21/11/21

Découverte d'un grand réservoir d'eau au fond de Valles Marineris sur Mars


La sonde ExoMars TGO avec son télescope à neutrons a produit une carte des zones hydrogénées dans le premier mètre du régolithe martien. Cette cartographie à haute résolution, qui permet de repérer l'eau sous forme de glace ou de minéraux hydratés, montre une vaste étendue très riche en eau, tout au fond de Valles Marineris, qui se trouve non loin de l'équateur Martien, une première. L'étude est publiée dans Icarus.

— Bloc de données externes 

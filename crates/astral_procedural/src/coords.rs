//! # Sector Coordinates
//!
//! Integer sector addressing, seed hashing and the canonical string forms.
//!
//! ## Seed Hash
//!
//! ```text
//! seed = base ^ (x * 73856093) ^ (y * 19349663) ^ (z * 83492791)
//! ```
//!
//! Coordinates are floored first and every product wraps modulo 2^32, so
//! the origin always hashes to the base seed itself.

use std::fmt;
use std::str::FromStr;

use serde::{Deserialize, Serialize};

/// Per-axis hash primes.
const PRIME_X: u32 = 73_856_093;
const PRIME_Y: u32 = 19_349_663;
const PRIME_Z: u32 = 83_492_791;

/// Prefix of the canonical sector id.
pub const SECTOR_ID_PREFIX: &str = "sector";

/// Sectors closer than this to the origin are in the near band.
pub const NEAR_BAND_LIMIT: f64 = 1000.0;
/// Sectors closer than this (and not near) are in the mid band.
pub const MID_BAND_LIMIT: f64 = 5000.0;

/// Integer position of a sector in the galaxy grid.
#[derive(Clone, Copy, Debug, Default, PartialEq, Eq, Hash, Serialize, Deserialize)]
pub struct SectorCoords {
    /// X coordinate.
    pub x: i32,
    /// Y coordinate.
    pub y: i32,
    /// Z coordinate.
    pub z: i32,
}

impl SectorCoords {
    /// The galactic centre.
    pub const ORIGIN: Self = Self::new(0, 0, 0);

    /// Creates coordinates from integers.
    #[inline]
    #[must_use]
    pub const fn new(x: i32, y: i32, z: i32) -> Self {
        Self { x, y, z }
    }

    /// Creates coordinates from arbitrary floats, flooring each axis.
    ///
    /// Values beyond the `i32` range saturate.
    #[allow(clippy::cast_possible_truncation)]
    #[inline]
    #[must_use]
    pub fn from_f64(x: f64, y: f64, z: f64) -> Self {
        Self {
            x: x.floor() as i32,
            y: y.floor() as i32,
            z: z.floor() as i32,
        }
    }

    /// Hashes these coordinates with a base seed.
    #[allow(clippy::cast_sign_loss)]
    #[inline]
    #[must_use]
    pub const fn seed(self, base_seed: u32) -> u32 {
        let hx = (self.x as u32).wrapping_mul(PRIME_X);
        let hy = (self.y as u32).wrapping_mul(PRIME_Y);
        let hz = (self.z as u32).wrapping_mul(PRIME_Z);
        base_seed ^ hx ^ hy ^ hz
    }

    /// Canonical sector id, `sector_{x}_{y}_{z}`.
    #[must_use]
    pub fn sector_id(self) -> String {
        format!("{SECTOR_ID_PREFIX}_{}_{}_{}", self.x, self.y, self.z)
    }

    /// Display form, `x.y.z`.
    #[must_use]
    pub fn display_string(self) -> String {
        format!("{}.{}.{}", self.x, self.y, self.z)
    }

    /// Euclidean distance from the origin.
    #[must_use]
    pub fn distance_from_center(self) -> f64 {
        let (x, y, z) = (f64::from(self.x), f64::from(self.y), f64::from(self.z));
        (x * x + y * y + z * z).sqrt()
    }

    /// Returns these coordinates shifted by an offset.
    #[inline]
    #[must_use]
    pub const fn offset(self, dx: i32, dy: i32, dz: i32) -> Self {
        Self::new(
            self.x.wrapping_add(dx),
            self.y.wrapping_add(dy),
            self.z.wrapping_add(dz),
        )
    }

    /// The 26 Moore neighbours, centre excluded.
    ///
    /// Ordered by z, then y, then x offset, each ascending.
    #[must_use]
    pub fn neighbors(self) -> Vec<Self> {
        let mut out = Vec::with_capacity(26);
        for dz in -1..=1 {
            for dy in -1..=1 {
                for dx in -1..=1 {
                    if dx == 0 && dy == 0 && dz == 0 {
                        continue;
                    }
                    out.push(self.offset(dx, dy, dz));
                }
            }
        }
        out
    }

    /// The 6 face neighbours: -x, +x, -y, +y, -z, +z.
    #[must_use]
    pub fn direct_neighbors(self) -> [Self; 6] {
        [
            self.offset(-1, 0, 0),
            self.offset(1, 0, 0),
            self.offset(0, -1, 0),
            self.offset(0, 1, 0),
            self.offset(0, 0, -1),
            self.offset(0, 0, 1),
        ]
    }
}

impl fmt::Display for SectorCoords {
    fn fmt(&self, f: &mut fmt::Formatter<'_>) -> fmt::Result {
        write!(f, "{SECTOR_ID_PREFIX}_{}_{}_{}", self.x, self.y, self.z)
    }
}

/// Error returned when a string is not a canonical sector id.
#[derive(Clone, Debug, PartialEq, Eq, thiserror::Error)]
#[error("malformed sector id: {0:?}")]
pub struct ParseSectorIdError(pub String);

impl FromStr for SectorCoords {
    type Err = ParseSectorIdError;

    fn from_str(s: &str) -> Result<Self, Self::Err> {
        sector_id_to_coords(s).ok_or_else(|| ParseSectorIdError(s.to_owned()))
    }
}

/// Distance band a sector falls into.
#[derive(Clone, Copy, Debug, PartialEq, Eq, Hash, Serialize, Deserialize)]
#[serde(rename_all = "snake_case")]
pub enum DistanceBand {
    /// Closer than 1000.
    Near,
    /// 1000 up to (not including) 5000.
    Mid,
    /// 5000 and beyond.
    Far,
}

impl DistanceBand {
    /// Classifies a distance from the origin.
    #[must_use]
    pub fn of(distance: f64) -> Self {
        if distance < NEAR_BAND_LIMIT {
            Self::Near
        } else if distance < MID_BAND_LIMIT {
            Self::Mid
        } else {
            Self::Far
        }
    }

    /// Threat contribution of the band.
    #[must_use]
    pub const fn threat_bonus(self) -> i64 {
        match self {
            Self::Near => 0,
            Self::Mid => 1,
            Self::Far => 2,
        }
    }
}

/// Hashes (possibly fractional) coordinates with a base seed.
#[must_use]
pub fn coords_to_seed(base_seed: u32, x: f64, y: f64, z: f64) -> u32 {
    SectorCoords::from_f64(x, y, z).seed(base_seed)
}

/// Canonical id for (possibly fractional) coordinates.
#[must_use]
pub fn coords_to_sector_id(x: f64, y: f64, z: f64) -> String {
    SectorCoords::from_f64(x, y, z).sector_id()
}

/// Parses a canonical sector id.
///
/// Accepts `sector_{x}_{y}_{z}` or the bare `{x}_{y}_{z}`; returns `None`
/// for anything else.
#[must_use]
pub fn sector_id_to_coords(id: &str) -> Option<SectorCoords> {
    let body = id
        .strip_prefix(SECTOR_ID_PREFIX)
        .and_then(|rest| rest.strip_prefix('_'))
        .unwrap_or(id);
    parse_three(body, '_')
}

/// Display form for (possibly fractional) coordinates.
#[must_use]
pub fn coords_to_display_string(x: f64, y: f64, z: f64) -> String {
    SectorCoords::from_f64(x, y, z).display_string()
}

/// Parses the `x.y.z` display form.
#[must_use]
pub fn display_string_to_coords(display: &str) -> Option<SectorCoords> {
    parse_three(display, '.')
}

/// Euclidean distance of coordinates from the origin.
#[must_use]
pub fn distance_from_center(coords: SectorCoords) -> f64 {
    coords.distance_from_center()
}

/// The 26 Moore neighbours of `coords`.
#[must_use]
pub fn neighbor_coords(coords: SectorCoords) -> Vec<SectorCoords> {
    coords.neighbors()
}

/// The 6 face neighbours of `coords`.
#[must_use]
pub fn direct_neighbor_coords(coords: SectorCoords) -> [SectorCoords; 6] {
    coords.direct_neighbors()
}

/// Splits into exactly three strict integers.
fn parse_three(s: &str, sep: char) -> Option<SectorCoords> {
    let mut parts = s.split(sep);
    let x = parse_strict_int(parts.next()?)?;
    let y = parse_strict_int(parts.next()?)?;
    let z = parse_strict_int(parts.next()?)?;
    if parts.next().is_some() {
        return None;
    }
    Some(SectorCoords::new(x, y, z))
}

/// Optional `-` followed by ASCII digits only.
fn parse_strict_int(field: &str) -> Option<i32> {
    let digits = field.strip_prefix('-').unwrap_or(field);
    if digits.is_empty() || !digits.bytes().all(|b| b.is_ascii_digit()) {
        return None;
    }
    field.parse().ok()
}

#[cfg(test)]
mod tests {
    use super::*;

    #[test]
    fn test_origin_identity() {
        for base in [0, 1, 42, 0xDEAD_BEEF, u32::MAX] {
            assert_eq!(coords_to_seed(base, 0.0, 0.0, 0.0), base);
        }
    }

    #[test]
    fn test_axis_independence() {
        let x = coords_to_seed(42, 1.0, 0.0, 0.0);
        let y = coords_to_seed(42, 0.0, 1.0, 0.0);
        let z = coords_to_seed(42, 0.0, 0.0, 1.0);
        assert_ne!(x, y);
        assert_ne!(y, z);
        assert_ne!(x, z);
        assert_eq!(x, 42 ^ PRIME_X);
    }

    #[test]
    fn test_fractional_input_floors() {
        assert_eq!(
            coords_to_seed(42, 5.9, 10.1, 15.7),
            coords_to_seed(42, 5.0, 10.0, 15.0)
        );
        assert_eq!(SectorCoords::from_f64(-0.5, -1.2, 2.9), SectorCoords::new(-1, -2, 2));
    }

    #[test]
    fn test_known_seeds() {
        assert_eq!(SectorCoords::new(10, 20, 30).seed(42), 2_925_490_326);
        assert_eq!(SectorCoords::new(-1, -2, -3).seed(42), 4_147_803_536);
    }

    #[test]
    fn test_sector_id_format() {
        assert_eq!(coords_to_sector_id(1.0, 2.0, 3.0), "sector_1_2_3");
        assert_eq!(coords_to_sector_id(-1.0, -2.0, -3.0), "sector_-1_-2_-3");
        assert_eq!(SectorCoords::new(4, 5, 6).to_string(), "sector_4_5_6");
    }

    #[test]
    fn test_sector_id_round_trip() {
        for coords in [
            SectorCoords::new(0, 0, 0),
            SectorCoords::new(1, 2, 3),
            SectorCoords::new(-1, -2, -3),
            SectorCoords::new(i32::MAX, i32::MIN, 7),
        ] {
            assert_eq!(sector_id_to_coords(&coords.sector_id()), Some(coords));
            assert_eq!(coords.sector_id().parse::<SectorCoords>(), Ok(coords));
        }
    }

    #[test]
    fn test_sector_id_without_prefix() {
        assert_eq!(sector_id_to_coords("7_-8_9"), Some(SectorCoords::new(7, -8, 9)));
    }

    #[test]
    fn test_sector_id_rejects_malformed() {
        for bad in [
            "",
            "sector",
            "sector_1_2",
            "sector_1_2_3_4",
            "sector_a_2_3",
            "sector_1__3",
            "sector_1.5_2_3",
            "sector_+1_2_3",
            "sector_-_2_3",
            "galaxy_1_2_3",
            "1_2",
        ] {
            assert_eq!(sector_id_to_coords(bad), None, "{bad:?} should not parse");
        }
        assert!("nope".parse::<SectorCoords>().is_err());
    }

    #[test]
    fn test_display_string_round_trip() {
        assert_eq!(coords_to_display_string(3.0, -4.0, 5.0), "3.-4.5");
        assert_eq!(display_string_to_coords("3.-4.5"), Some(SectorCoords::new(3, -4, 5)));
        assert_eq!(display_string_to_coords("3.4"), None);
        assert_eq!(display_string_to_coords("3.4.5.6"), None);
        assert_eq!(display_string_to_coords("sector_3_4_5"), None);
    }

    #[test]
    fn test_distance_bands() {
        assert_eq!(DistanceBand::of(0.0), DistanceBand::Near);
        assert_eq!(DistanceBand::of(999.9), DistanceBand::Near);
        assert_eq!(DistanceBand::of(1000.0), DistanceBand::Mid);
        assert_eq!(DistanceBand::of(4999.0), DistanceBand::Mid);
        assert_eq!(DistanceBand::of(5000.0), DistanceBand::Far);
        let d = distance_from_center(SectorCoords::new(3, 4, 0));
        assert!((d - 5.0).abs() < 1e-12);
    }

    #[test]
    fn test_moore_neighbors() {
        let center = SectorCoords::new(5, -5, 0);
        let neighbors = neighbor_coords(center);
        assert_eq!(neighbors.len(), 26);
        assert!(!neighbors.contains(&center));
        let unique: std::collections::HashSet<_> = neighbors.iter().collect();
        assert_eq!(unique.len(), 26);
        for n in &neighbors {
            assert!((n.x - center.x).abs() <= 1);
            assert!((n.y - center.y).abs() <= 1);
            assert!((n.z - center.z).abs() <= 1);
        }
    }

    #[test]
    fn test_direct_neighbors() {
        let center = SectorCoords::new(0, 0, 0);
        let neighbors = direct_neighbor_coords(center);
        assert_eq!(neighbors.len(), 6);
        for n in neighbors {
            let diffs = [n.x - center.x, n.y - center.y, n.z - center.z];
            assert_eq!(diffs.iter().filter(|d| **d != 0).count(), 1);
            assert_eq!(diffs.iter().map(|d| d.abs()).sum::<i32>(), 1);
        }
    }
}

Des études sur le dépôt d'hydrogène dans le sous-sol martien peu profond ont déjà été menées en 2002  à l'aide de deux détecteurs de neutrons et d'un détecteur de rayons gamma et ont permis d'établir des cartes globales de l'hydrogène. On sait d'après ces cartes que l'hydrogène est plus abondant dans les zones de pergélisol polaire par rapport à la bande équatoriale où l'eau gelée n'est pas stable en surface. Mais la résolution spatiale de centaines de kilomètres typique de ces cartes ne permettait pas de détecter les caractéristiques locales riches en hydrogène qui peuvent être associées à des structures géologiques particulières.
Le télescope neutronique FREND (Fine Resolution Epithermal Neutron Detector) à bord d'ExoMars Ttrace Gas Orbiter, grâce à son collimateur neutrophage, est capable d'une bien meilleure résolution spatiale que les détecteurs du même type antérieurs qui ont été déployés  pour cartographier l'émission neutronique en orbite de Mars (le HEND sur Mars Odyssey) ou de la Lune (le LEND de LRO). Son champ de vue est de 28°, ce qui permet, à l'altitude de 400 km qui est celle de la sonde, une résolution spatiale de 200 km. Le sol de Mars émet continuellement des neutrons qui sont des produits secondaires de réactions des rayons cosmiques galactiques (GCR) avec le régolithe jusqu'à quelques mètres de profondeur. En l'absence de source absorbant et ralentissant les neutrons, on s'attend donc à détecter un flux neutronique à peu près constant depuis une sonde qui observe la surface. Mais l'hydrogène étant un très bon modérateur neutronique (il réduit l'énergie des neutrons par diffusions successives puis les absorbe), dès qu'une quantité d'hydrogène assez importante est présente sur le trajet de ces neutrons, donc à la surface ou sur le premier mètre de régolithe, le flux neutronique devient moins énergétique et est réduit, et ce d'autant plus que la quantité d'hydrogène est importante. En observant une diminution du flux de neutrons, FREND permet de déterminer la teneur en hydrogène, et donc en eau équivalente à la surface et subsurface de Mars.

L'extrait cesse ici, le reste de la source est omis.